Smokers
Smokers could be forced to get their cigarettes from pharmacies using a prescription under a new plan from anti smoking advocates.

The hardline proposal is part of a university's plan to end smoking forever, and includes cutting off cigarette sales permanently to anyone born after a certain date.

Associate Professor Coral Gartner, from the University of Queensland's Centre for Research Excellence on Achieving the Tobacco Endgame (CREATE), says smoking may never be outlawed but there must be an 'endgame' goal to permanently reduce the use of tobacco which causes nearly 'one in seven deaths' in Australia and is responsible for 'nine percent of the disease burden'.

'Examples of proposed endgame approaches include regulating the content and emissions of tobacco products to make them non-addictive, less palatable, or to remove the most harmful products from the market entirely based on their toxicant profile,' Professor Gartner wrote in an paper for the Medical Journal of Australia's news publication Insight.

'Proposed supply reduction strategies range from reducing the number of tobacco retailers, restricting sales to particular categories of suppliers (eg, pharmacies), ending sales to everyone born after a certain year, phasing out commercial cigarette sales and regulated markets or non-profit supply models.'

Although 2.3 million Australians light up everyday, the prevalence of smoking is under 15 per cent - one of the lowest rates in the world.

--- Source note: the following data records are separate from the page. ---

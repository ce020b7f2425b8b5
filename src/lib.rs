//! ysh-syntax - A parser for the YSH shell language
//!
//! This library turns YSH source text into a syntax tree plus a list of
//! diagnostics. Parsing never fails: malformed statements become error
//! nodes and parsing resumes at the next statement.
//!
//! ```
//! let (program, diagnostics) = ysh_syntax::parse("var x = 1 + 2");
//! assert_eq!(program.statements.len(), 1);
//! assert!(diagnostics.is_empty());
//! ```

pub mod ast;
pub mod parser;

pub use ast::printer::to_source;
pub use ast::types::*;
pub use parser::{
    parse, parse_with_options, Diagnostic, DiagnosticKind, Parser, ParserOptions, Severity,
};
//! Canonical source printer
//!
//! Converts a syntax tree back into YSH source. The output is canonical
//! rather than trivia-preserving: comments and original spacing are lost,
//! blocks are re-indented and compound operands are parenthesized. Parsing
//! the output again yields a tree that prints identically.
//!
//! Error nodes print as `#` comments, so a tree with errors does not
//! round-trip.

use crate::ast::types::*;

const INDENT: &str = "  ";

/// Serialize a whole program, one statement per line.
pub fn to_source(program: &ProgramNode) -> String {
    let mut printer = Printer::default();
    for statement in &program.statements {
        printer.statement(statement);
        printer.out.push('\n');
    }
    printer.out
}

/// Serialize a single expression.
pub fn expression_to_source(expression: &ExpressionNode) -> String {
    let mut printer = Printer::default();
    printer.expression(expression);
    printer.out
}

/// Serialize a single word.
pub fn word_to_source(word: &WordNode) -> String {
    let mut printer = Printer::default();
    printer.word(word);
    printer.out
}

#[derive(Default)]
struct Printer {
    out: String,
    indent: usize,
}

Professor Gartner says 15 per cent is the 'critical point an endgame becomes politically feasible'.

Among the strategies the federal government has already implemented is raising the cost of tobacco products through incremental tax increases.

The government has hiked the excise and customs duty on tobacco by 12.5 per cent each year from 2013 to 2020, the most recent just last month.

The excise also spiked a further 25 per cent on a one-off basis in 2010 - adding up to a 125 per cent total hike in excise over the past decade.

This has driven up the price of a 25-pack of Marlboro cigarettes to about $50 over the past decade.

But in a rare showing of generosity, last week's coronavirus-delayed federal budget spared smokers another double-digit tax increase for the first time in almost a decade.

The Australian government rakes in about $17billion dollars a year in tobacco excise.

However, this has led to a surge in black market tobacco trade as organised crime syndicates flood the Australian market with cheap smokes.

The illegal tobacco trade is worth about 600million dollars annually, according to the Australian Border Force.

But Professor Gartner says concerns about illegal tobacco are overblown.

'Evidence suggests the potential adverse impacts of other tobacco control strategies have been exaggerated, such as speculation about increased black-market sales in response to plain packaging,' she said.

'Achieving an end to the cigarette epidemic will be challenging, but will deliver immense health gains exceeding those possible via other health interventions.'

By 2025, The Australian government aims to reduce the rate of smoking to 10 percent of the population.